- [Action item] In these entries, tally the lines where "verb" occurs. Respond with only the count.

- [Records for this task]
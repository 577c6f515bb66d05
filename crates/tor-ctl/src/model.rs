use std::fmt;

/// A single keyword/argument(s) pair inside a command or a `Config`.
#[derive(Debug, Clone, PartialEq, Eq)]
pub struct Setting {
    pub keyword: String,
    pub arguments: Vec<String>,
}

impl Setting {
    pub fn new(keyword: impl Into<String>, arguments: impl IntoIterator<Item = String>) -> Self {
        Self {
            keyword: keyword.into(),
            arguments: arguments.into_iter().collect(),
        }
    }

    pub fn single(keyword: impl Into<String>, value: impl Into<String>) -> Self {
        Self::new(keyword, [value.into()])
    }

    /// `true` for the handful of `*Port` keywords whose values are subject to
    /// the port-collision normalization rule.
    pub fn is_port_setting(&self) -> bool {
        self.keyword.ends_with("Port")
    }
}

/// An ordered, mutable sequence of [`Setting`]s with the port-collision and
/// control-port normalization rules applied on every mutation.
#[derive(Debug, Clone, Default, PartialEq, Eq)]
pub struct Config {
    settings: Vec<Setting>,
}

impl Config {
    pub fn new() -> Self {
        Self::default()
    }

    pub fn settings(&self) -> &[Setting] {
        &self.settings
    }

    /// Pushes `setting`, normalizing it against the settings already present.
    ///
    /// Port-collision rule: if `setting` is a port setting whose value
    /// matches another port setting's value already in the config, `setting`
    /// is stored with the value `Auto` instead. Control-port rule: a
    /// `ControlPort` setting with the literal value `Disable` is stored as
    /// `Auto` instead (the control port cannot be turned off this way).
    pub fn push(&mut self, mut setting: Setting) {
        if setting.keyword == "ControlPort"
            && setting.arguments.iter().any(|a| a == "Disable")
        {
            setting.arguments = vec!["Auto".to_string()];
        } else if setting.is_port_setting() {
            let collides = self.settings.iter().any(|existing| {
                existing.is_port_setting()
                    && existing.keyword != setting.keyword
                    && !existing.arguments.is_empty()
                    && existing.arguments == setting.arguments
                    && setting.arguments.iter().all(|a| a != "Auto")
            });
            if collides {
                setting.arguments = vec!["Auto".to_string()];
            }
        }
        self.settings.push(setting);
    }

    pub fn builder() -> ConfigBuilder {
        ConfigBuilder::default()
    }
}

/// Chained-setter builder for [`Config`], mirroring the client builders used
/// elsewhere in this workspace.
#[derive(Debug, Default)]
pub struct ConfigBuilder {
    config: Config,
}

impl ConfigBuilder {
    pub fn setting(mut self, setting: Setting) -> Self {
        self.config.push(setting);
        self
    }

    pub fn keyword(self, keyword: impl Into<String>, value: impl Into<String>) -> Self {
        self.setting(Setting::single(keyword, value))
    }

    pub fn build(self) -> Config {
        self.config
    }
}

/// A control-protocol command: a verb plus keyword/argument pairs and an
/// optional `+`-style data block.
#[derive(Debug, Clone, PartialEq, Eq)]
pub struct Command {
    pub verb: String,
    pub arguments: Vec<String>,
    pub data: Option<Vec<u8>>,
}

impl Command {
    pub fn new(verb: impl Into<String>) -> Self {
        Self {
            verb: verb.into(),
            arguments: Vec::new(),
            data: None,
        }
    }

    pub fn arg(mut self, value: impl Into<String>) -> Self {
        self.arguments.push(value.into());
        self
    }

    pub fn with_data(mut self, data: Vec<u8>) -> Self {
        self.data = Some(data);
        self
    }

    /// Renders this command to the CRLF-terminated wire form, dot-stuffing
    /// the data block if present. A command carrying a data block is sent
    /// `+`-prefixed (e.g. `+POSTDESCRIPTOR`), per the control-spec's
    /// data-command grammar; a tor daemon parses the bare verb as a
    /// one-line command and would otherwise reject the data block that
    /// follows.
    pub fn to_wire(&self) -> Vec<u8> {
        let mut out = Vec::new();
        if self.data.is_some() {
            out.push(b'+');
        }
        out.extend_from_slice(self.verb.as_bytes());
        for arg in &self.arguments {
            out.push(b' ');
            out.extend_from_slice(arg.as_bytes());
        }
        match &self.data {
            None => {
                out.extend_from_slice(b"\r\n");
            }
            Some(data) => {
                out.extend_from_slice(b"\r\n");
                for line in data.split(|&b| b == b'\n') {
                    let line = line.strip_suffix(b"\r").unwrap_or(line);
                    out.extend_from_slice(&tor_line::stuff_data_line(line));
                    out.extend_from_slice(b"\r\n");
                }
                out.extend_from_slice(b".\r\n");
            }
        }
        out
    }
}

/// One line of a [`ReplyGroup`].
#[derive(Debug, Clone, PartialEq, Eq)]
pub struct ReplyLine {
    pub status: u16,
    pub message: String,
    pub data: Option<Vec<u8>>,
}

/// The ordered, non-empty set of lines forming a single response to a
/// command. `status` is the status of the final line, which is shared by
/// every line in the group.
#[derive(Debug, Clone, PartialEq, Eq)]
pub struct ReplyGroup {
    pub lines: Vec<ReplyLine>,
}

impl ReplyGroup {
    pub fn status(&self) -> u16 {
        self.lines.last().map(|l| l.status).unwrap_or(0)
    }

    pub fn is_success(&self) -> bool {
        (200..300).contains(&self.status())
    }

    /// The message text of the final line, the conventional "summary" of a
    /// reply group (e.g. `OK`).
    pub fn final_message(&self) -> &str {
        self.lines
            .last()
            .map(|l| l.message.as_str())
            .unwrap_or_default()
    }
}

impl fmt::Display for ReplyGroup {
    fn fmt(&self, f: &mut fmt::Formatter<'_>) -> fmt::Result {
        for line in &self.lines {
            writeln!(f, "{} {}", line.status, line.message)?;
        }
        Ok(())
    }
}

/// A `650`-status asynchronous event, unrelated to any outstanding command.
#[derive(Debug, Clone, PartialEq, Eq)]
pub struct EventRecord {
    pub keyword: String,
    pub message: String,
    pub data: Option<Vec<u8>>,
}

#[cfg(test)]
mod tests {
    use super::*;

    #[test]
    fn colliding_port_settings_normalize_the_second_to_auto() {
        let mut config = Config::new();
        config.push(Setting::single("SocksPort", "9150"));
        config.push(Setting::single("HttpTunnelPort", "9150"));
        assert_eq!(config.settings()[0].arguments, vec!["9150".to_string()]);
        assert_eq!(config.settings()[1].arguments, vec!["Auto".to_string()]);
    }

    #[test]
    fn non_colliding_port_settings_are_untouched() {
        let mut config = Config::new();
        config.push(Setting::single("SocksPort", "9150"));
        config.push(Setting::single("HttpTunnelPort", "9151"));
        assert_eq!(config.settings()[0].arguments, vec!["9150".to_string()]);
        assert_eq!(config.settings()[1].arguments, vec!["9151".to_string()]);
    }

    #[test]
    fn same_keyword_repeated_does_not_collide_with_itself() {
        let mut config = Config::new();
        config.push(Setting::single("SocksPort", "9150"));
        config.push(Setting::single("SocksPort", "9150"));
        assert_eq!(config.settings()[0].arguments, vec!["9150".to_string()]);
        assert_eq!(config.settings()[1].arguments, vec!["9150".to_string()]);
    }

    #[test]
    fn control_port_disable_is_rejected_silently() {
        let mut config = Config::new();
        config.push(Setting::single("ControlPort", "Disable"));
        assert_eq!(config.settings()[0].arguments, vec!["Auto".to_string()]);
    }

    #[test]
    fn builder_applies_the_same_normalization() {
        let config = Config::builder()
            .keyword("SocksPort", "9150")
            .keyword("DNSPort", "9150")
            .build();
        assert_eq!(config.settings()[1].arguments, vec!["Auto".to_string()]);
    }

    #[test]
    fn command_to_wire_is_crlf_terminated() {
        let command = Command::new("GETINFO").arg("version");
        assert_eq!(command.to_wire(), b"GETINFO version\r\n".to_vec());
    }

    #[test]
    fn command_with_data_block_dot_stuffs_and_terminates() {
        let command = Command::new("POSTDESCRIPTOR").with_data(b".foo\nbar".to_vec());
        let wire = command.to_wire();
        assert_eq!(wire, b"+POSTDESCRIPTOR\r\n..foo\r\nbar\r\n.\r\n".to_vec());
    }

    #[test]
    fn reply_group_reports_success_only_for_2xx() {
        let group = ReplyGroup {
            lines: vec![ReplyLine {
                status: 250,
                message: "OK".to_string(),
                data: None,
            }],
        };
        assert!(group.is_success());

        let group = ReplyGroup {
            lines: vec![ReplyLine {
                status: 552,
                message: "Unrecognized option".to_string(),
                data: None,
            }],
        };
        assert!(!group.is_success());
    }
}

- [Reply to the exercise] 6